Whoop vs. Garmin Cirqa: Welches ist das bessere Smart-Armband?

Die wichtigsten Dinge, die Sie wissen müssen

  • Der Hauptunterschied liegt im Preis; das Whoop-Armband benötigt ein jährlich verlängerbares Abonnement (239 US-Dollar für den empfohlenen Tarif), um funktionsfähig zu sein, während das Garmin Cirqa als eigenständiges Gerät für 199.99 US-Dollar ohne obligatorische Abonnements verkauft wird.
  • Die Whoop-App bietet ein überlegenes Analyseerlebnis, indem sie Daten effektiv zusammenfasst und Trends aus aufgezeichneten Gewohnheiten und entdeckten Verhaltensweisen analysiert. Dank ihrer Fähigkeit, Daten von anderen Fitnessgeräten abzurufen, ist sie umfassender als die Garmin-App.
  • Trotz des physischen Startknopfes von Cirqa zum Starten von Aktivitäten zeichnet sich Whoop durch seine Aktivitätsverfolgung aus, indem es detaillierte Live-Daten (Herzfrequenz, Zonen, Stress) auf dem Sperrbildschirm des Telefons anzeigt und so während des Trainings tiefere Einblicke ermöglicht.

 

Das Garmin Cirqa Smartband ( 199,99 ) ist erst kürzlich auf den Markt gekommen , hat aber bisher etwas enttäuscht. Meine Kollegin Meredith Dietz merkte in ihrem Test an , dass es nur für eingefleischte Garmin-Fans eine sinnvolle Wahl sei. Um zu sehen, wie es sich im Vergleich zum Whoop schlägt, beschloss ich, einen umfassenden Direktvergleich der beiden Geräte durchzuführen.

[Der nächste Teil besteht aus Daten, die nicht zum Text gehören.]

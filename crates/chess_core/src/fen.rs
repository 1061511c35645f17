//! Forsyth-Edwards Notation, the canonical text form of a [`Position`].

use std::fmt;
use std::str::FromStr;

use crate::board::{CastlingRights, Position};
use crate::error::FenError;
use crate::types::*;

pub const STARTING_FEN: &str = "rnbqkbnr/pppppppp/8/8/8/8/PPPPPPPP/RNBQKBNR w KQkq - 0 1";

impl Position {
    /// Decodes a FEN string. The two move counters are optional and default to `0 1`.
    pub fn from_fen(fen: &str) -> Result<Self, FenError> {
        let fields: Vec<&str> = fen.split_whitespace().collect();
        if !(4..=6).contains(&fields.len()) {
            return Err(FenError::FieldCount(fields.len()));
        }

        let mut pos = Position::empty();
        parse_placement(fields[0], &mut pos)?;

        pos.side_to_move = match fields[1] {
            "w" => Color::White,
            "b" => Color::Black,
            other => return Err(FenError::SideToMove(other.to_string())),
        };
        pos.castling = parse_castling(fields[2])?;
        pos.en_passant = match fields[3] {
            "-" => None,
            coord => Some(
                coord_to_sq(coord)
                    .filter(|&s| rank_of(s) == 2 || rank_of(s) == 5)
                    .ok_or_else(|| FenError::EnPassant(coord.to_string()))?,
            ),
        };
        pos.halfmove_clock = parse_counter(fields.get(4).copied().unwrap_or("0"))?;
        pos.fullmove_number = parse_counter(fields.get(5).copied().unwrap_or("1"))?;
        Ok(pos)
    }

    pub fn to_fen(&self) -> String {
        let mut out = String::with_capacity(90);
        for rank in (0..8).rev() {
            let mut empty = 0;
            for file in 0..8 {
                match sq(file, rank).and_then(|s| self.piece_at(s)) {
                    Some(pc) => {
                        if empty > 0 {
                            out.push_str(&empty.to_string());
                            empty = 0;
                        }
                        out.push(pc.fen_char());
                    }
                    None => empty += 1,
                }
            }
            if empty > 0 {
                out.push_str(&empty.to_string());
            }
            if rank > 0 {
                out.push('/');
            }
        }

        out.push(' ');
        out.push(match self.side_to_move {
            Color::White => 'w',
            Color::Black => 'b',
        });

        out.push(' ');
        if self.castling.any() {
            let c = self.castling;
            for (held, ch) in [(c.wk, 'K'), (c.wq, 'Q'), (c.bk, 'k'), (c.bq, 'q')] {
                if held {
                    out.push(ch);
                }
            }
        } else {
            out.push('-');
        }

        out.push(' ');
        match self.en_passant {
            Some(s) => out.push_str(&sq_to_coord(s)),
            None => out.push('-'),
        }

        out.push_str(&format!(" {} {}", self.halfmove_clock, self.fullmove_number));
        out
    }
}

fn parse_placement(field: &str, pos: &mut Position) -> Result<(), FenError> {
    let ranks: Vec<&str> = field.split('/').collect();
    if ranks.len() != 8 {
        return Err(FenError::RankCount(ranks.len()));
    }

    // FEN lists rank 8 first.
    for (idx, row) in ranks.iter().enumerate() {
        let rank = 7 - idx as i8;
        let mut file: i8 = 0;
        for ch in row.chars() {
            if let Some(d) = ch.to_digit(10) {
                if d == 0 || d > 8 {
                    return Err(FenError::RankWidth { rank: 8 - idx });
                }
                file += d as i8;
            } else {
                let pc = Piece::from_fen_char(ch).ok_or(FenError::Piece(ch))?;
                let s = sq(file, rank).ok_or(FenError::RankWidth { rank: 8 - idx })?;
                pos.set_piece(s, Some(pc));
                file += 1;
            }
            if file > 8 {
                return Err(FenError::RankWidth { rank: 8 - idx });
            }
        }
        if file != 8 {
            return Err(FenError::RankWidth { rank: 8 - idx });
        }
    }
    Ok(())
}

fn parse_castling(field: &str) -> Result<CastlingRights, FenError> {
    let mut rights = CastlingRights::default();
    if field == "-" {
        return Ok(rights);
    }
    for c in field.chars() {
        match c {
            'K' => rights.wk = true,
            'Q' => rights.wq = true,
            'k' => rights.bk = true,
            'q' => rights.bq = true,
            _ => return Err(FenError::Castling(field.to_string())),
        }
    }
    Ok(rights)
}

fn parse_counter(field: &str) -> Result<u32, FenError> {
    field
        .parse()
        .map_err(|_| FenError::Counter(field.to_string()))
}

impl FromStr for Position {
    type Err = FenError;

    fn from_str(s: &str) -> Result<Self, Self::Err> {
        Position::from_fen(s)
    }
}

impl fmt::Display for Position {
    fn fmt(&self, f: &mut fmt::Formatter<'_>) -> fmt::Result {
        f.write_str(&self.to_fen())
    }
}

#[cfg(test)]
#[path = "fen_tests.rs"]
mod fen_tests;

Das Whoop-Smartband gilt seit Langem als Maßstab in diesem Bereich. Es verfügt über eine herausragende App, die Training, Schlaf und tägliche Gewohnheiten aufzeichnet und so auf einen Blick zeigt, was man zum Erreichen seiner Ziele benötigt. Es lässt sich perfekt an die individuellen Bedürfnisse anpassen und liefert die notwendigen Informationen, ohne aufdringlich zu sein. Die größten Nachteile von Whoop sind jedoch der hohe Preis, der durch ein teures Jahresabonnement bedingt ist, und das Fehlen eines integrierten Displays oder GPS. Aus diesen Gründen tragen viele Whoop-Nutzer zusätzlich ein zweites Gerät, beispielsweise eine Garmin oder Apple Watch, um diese Einschränkungen auszugleichen.

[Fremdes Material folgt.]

//! Cross-platform positioning and geocoding.
//!
//! This crate provides a unified API for device location across iOS, macOS,
//! Android, Windows, and Linux platforms: a shared position model
//! ([`LocationSample`]), a pure location-quality arbiter
//! ([`is_better_location`]) for merging noisy multi-provider readings, a
//! best-position tracking session ([`PositionTracker`]), and forward/reverse
//! geocoding delegated to the platform ([`geocode`]).

#![warn(missing_docs)]

pub mod arbiter;
pub mod geocode;
pub mod sample;
/// Platform-specific implementations.
pub mod sys;
pub mod tracker;

pub use arbiter::is_better_location;
pub use geokit_permission::{Permission, PermissionStatus};
pub use sample::LocationSample;
pub use tracker::{PositionDelegate, PositionTracker, TrackingConfig};

use log::warn;

/// Errors that can occur when accessing location.
#[derive(Debug, Clone, thiserror::Error)]
pub enum LocationError {
    /// Location permission was not granted.
    #[error("location permission denied")]
    PermissionDenied,
    /// Location services are disabled on the device.
    #[error("location services disabled")]
    ServiceDisabled,
    /// Location request timed out.
    #[error("location request timed out")]
    Timeout,
    /// Location is not available.
    #[error("location not available")]
    NotAvailable,
    /// An error reported by the underlying platform.
    #[error("platform error: {message}")]
    Platform {
        /// Platform-reported failure description.
        message: String,
    },
    /// A bridge payload could not be serialized or deserialized.
    #[error("serialization error: {message}")]
    Serialization {
        /// Underlying serde failure description.
        message: String,
    },
}

/// Convenience alias for location operations.
pub type LocationResult<T> = Result<T, LocationError>;

/// Manager for one-shot position retrieval.
#[derive(Debug)]
pub struct LocationManager;

impl LocationManager {
    /// Get the current device position.
    ///
    /// This will request location permission if not already granted.
    ///
    /// # Errors
    /// Returns [`LocationError::PermissionDenied`] when the user declines
    /// the permission, or a platform error from the location source.
    pub async fn current_position() -> LocationResult<LocationSample> {
        let status = geokit_permission::check(Permission::LocationWhenInUse).await;
        if status != PermissionStatus::Granted {
            let status = geokit_permission::request(Permission::LocationWhenInUse)
                .await
                .map_err(|e| LocationError::Platform {
                    message: e.to_string(),
                })?;

            if status != PermissionStatus::Granted {
                warn!("location permission denied, no position available");
                return Err(LocationError::PermissionDenied);
            }
        }

        sys::current_position().await
    }

    /// Get the current position without checking permissions.
    ///
    /// Use this if you've already verified permission status.
    ///
    /// # Errors
    /// Returns a platform error from the location source.
    pub async fn current_position_unchecked() -> LocationResult<LocationSample> {
        sys::current_position().await
    }
}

Cirqa-Armband auf dem Tisch

Das Cirqa ist Garmins neuestes Fitnessarmband und das einzige seiner Art, das Trainingsdaten aufzeichnet und potenziell mit Whoop konkurrieren kann. (Garmin brachte letztes Jahr ein „Schlafarmband“ auf den Markt, das allerdings nur den Schlaf, nicht aber sportliche Aktivitäten erfasst.) Wie Whoop verfügt auch das Cirqa über kein Display und kein GPS. Und gleich zu Beginn fällt eine große Schwäche auf: Die Garmin-App ist nicht so gut gestaltet und professionell wie die von Whoop. Doch vielleicht können andere Aspekte, wie beispielsweise der Preis, dies ausgleichen. Finden wir es heraus.

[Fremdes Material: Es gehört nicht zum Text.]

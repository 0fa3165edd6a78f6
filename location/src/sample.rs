//! The shared position model.

use serde::{Deserialize, Serialize};

/// One reported position with time, accuracy, and provider metadata.
///
/// Samples are immutable values: a platform source produces one, the
/// caller passes it through the quality arbiter once, and it is either
/// retained as the new best reading or discarded. No ordering exists
/// between samples beyond the arbiter's decision.
#[derive(Debug, Clone, PartialEq, Default, Serialize, Deserialize)]
pub struct LocationSample {
    /// Capture time in milliseconds since the Unix epoch.
    ///
    /// Monotonic per provider, but not across providers.
    pub timestamp_millis: i64,
    /// Latitude in degrees (-90 to 90).
    pub latitude: f64,
    /// Longitude in degrees (-180 to 180).
    pub longitude: f64,
    /// Radial accuracy in meters. `None` means unknown, which is distinct
    /// from an accuracy of zero.
    #[serde(default)]
    pub accuracy: Option<f64>,
    /// Identifier of the originating source (e.g. `"gps"`, `"network"`).
    ///
    /// `None` is a valid, comparable value: two absent providers count as
    /// the same provider, while an absent and a present one never match.
    #[serde(default)]
    pub provider: Option<String>,
    /// Altitude in meters above sea level, if available.
    #[serde(default)]
    pub altitude: Option<f64>,
    /// Direction of travel in degrees clockwise from north, if available.
    #[serde(default)]
    pub heading: Option<f64>,
    /// Ground speed in meters per second, if available.
    #[serde(default)]
    pub speed: Option<f64>,
}

impl LocationSample {
    /// Create a sample with the required fields; everything else is absent.
    #[must_use]
    pub fn new(timestamp_millis: i64, latitude: f64, longitude: f64) -> Self {
        Self {
            timestamp_millis,
            latitude,
            longitude,
            ..Self::default()
        }
    }
}

#[cfg(test)]
mod tests {
    use super::LocationSample;

    #[test]
    fn provider_equality_is_null_safe() {
        let unnamed = LocationSample::new(0, 0.0, 0.0);
        let gps = LocationSample {
            provider: Some("gps".into()),
            ..LocationSample::new(0, 0.0, 0.0)
        };

        assert_eq!(unnamed.provider, unnamed.clone().provider);
        assert_ne!(unnamed.provider, gps.provider);
        assert_eq!(gps.provider, Some("gps".to_string()));
    }

    #[test]
    fn bridge_payload_with_sparse_fields_deserializes() {
        let json = r#"{"timestamp_millis":1700000000000,"latitude":59.33,"longitude":18.06}"#;
        let sample: LocationSample = serde_json::from_str(json).expect("valid payload");

        assert_eq!(sample.timestamp_millis, 1_700_000_000_000);
        assert_eq!(sample.accuracy, None);
        assert_eq!(sample.provider, None);
        assert_eq!(sample.speed, None);
    }
}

Wie ich Cirqa und Whoop getestet habe

Whoop MG-GerätUm Cirqa und Whoop präzise vergleichen zu können, trug ich jedes Armband mehrere Wochen lang an einem anderen Handgelenk. Das verwendete Whoop-Armband war ein MG-Modell, genauer gesagt die 5.0-Generation. (Ich nutzte keine der exklusiven Funktionen des MG-Modells, daher bezieht sich dieser Vergleich im Wesentlichen auf den Whoop 5.0.) Auf den beigefügten Fotos ist der Whoop in Schwarz, das Cirqa in Grau dargestellt. Obwohl ich den Whoop gelegentlich auch am Unterarm trug, bevorzugte ich es, beide Armbänder während des größten Teils des Testzeitraums an verschiedenen Handgelenken zu tragen, um einen fairen und direkten Vergleich zu gewährleisten.

Während der Testphase trug ich beide Geräte mehrere Tage lang, zeichnete meine täglichen Verhaltensmuster mindestens eine Woche lang auf und nutzte sie für verschiedene Übungen, hauptsächlich Gehen und Radfahren. Zusätzlich führte ich einen Intervalllauf durch, um die Genauigkeit der Herzfrequenzmessungen beider Geräte zu vergleichen, da ich festgestellt habe, dass solche Tests oft Schwächen der in diesen Smart-Armbändern verwendeten optischen Herzfrequenzsensoren aufdecken .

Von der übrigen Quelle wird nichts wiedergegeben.